Agosto no admite excepciones incluso en los peores tiempos. Este año, el calor y la sequía extrema han azuzado los incendios forestales. Siete vidas y miles de hectáreas han certificado la maldición española de agosto.
Quienes no tienen ocio que consumir esperan. Los demás, tratan de olvidar en el pueblo, en la playa o en la montaña. Bocadillos de mortadela en vez de calamares fritos, pero siempre en la quietud, aunque sea desesperada, de agosto. Alguien invitará a una caña. Los ricos tratan de disimular su poder.
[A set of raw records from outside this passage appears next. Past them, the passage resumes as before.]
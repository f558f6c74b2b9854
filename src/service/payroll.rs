//! Payroll period orchestration.
//!
//! A period is calculated by fanning the per-employee calculation out over
//! every active employee of its company, then moves forward through
//! DRAFT → REVIEWING → APPROVED → PAID. Every mutating operation holds the
//! period's lock for its whole duration.

use chrono::Utc;
use rust_decimal::Decimal;
use serde::{Deserialize, Serialize};
use uuid::Uuid;

use crate::calculation::{
    PayrollInput, calculate_employee_payroll, resolve_effective_salary, summarize_attendance,
};
use crate::config::PolicySet;
use crate::error::{EngineError, EngineResult};
use crate::models::{
    CalculationIssue, Employee, IssueKind, PayrollItem, PayrollItemStatus, PayrollPeriod,
    PayrollPeriodStatus,
};

use super::attendance::AttendanceService;
use super::context::EngineContext;
use super::locks::KeyedLocks;
use super::policy::PolicySnapshot;

/// A period together with its items.
#[derive(Debug, Clone, PartialEq, Serialize, Deserialize)]
pub struct PeriodCalculation {
    /// The period after the operation.
    pub period: PayrollPeriod,
    /// Its items, ordered by employee id.
    pub items: Vec<PayrollItem>,
}

/// A post-hoc correction of one payroll item.
#[derive(Debug, Clone, PartialEq, Eq, Serialize, Deserialize)]
pub struct PayrollItemAdjustment {
    /// Amount added to gross to give net; may be negative.
    pub amount: Decimal,
    /// Why the item was changed.
    pub reason: String,
    /// Who changed it.
    pub adjusted_by: String,
}

/// Payroll period operations against an [`EngineContext`].
#[derive(Debug, Clone)]
pub struct PayrollService {
    ctx: EngineContext,
    attendance: AttendanceService,
    locks: KeyedLocks,
}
Los políticos hacen vacaciones a hurtadillas o con botijo. Las redacciones están llenas de becarios cada vez más precarios en las que se les amenaza con pagar por aprender. El Rey simula que es austero. Urdangarín ya no sabe dónde esconderse. Los emigrantes asisten a su criminalización como si fueran los causantes de la crisis. La política azuza a unos españoles contra otros. El Gobierno no dice nada en espera de septiembre. Los periodistas afilan las navajas o buscan cobijo para el retorno. Las madres buscan fiambreras en el trastero. ¡Aquellas cantimploras que tenían un vaso en la base!
Todo tiene un aire a naftalina. A juguetes rotos. La economía, sin embargo, no descansa. Los halcones se lanzan sobre los despojos de Bankia. Especulan y levantan el vuelo. La víctima de este agosto es la política. La economía ha sustituido los proyectos por estadísticas. Rajoy no manda nada, solo obedece al FMI y a los gestores de Europa. Los sindicatos están desbordados y Rubalcaba rebobina las Olimpiadas: ha contratado a trescientos expertos para que le diseñen un proyecto. Los socialistas españoles usan delivery ideológico. Fast food ideológico. ¿Dónde se puede uno esconder para que no se acabe agosto?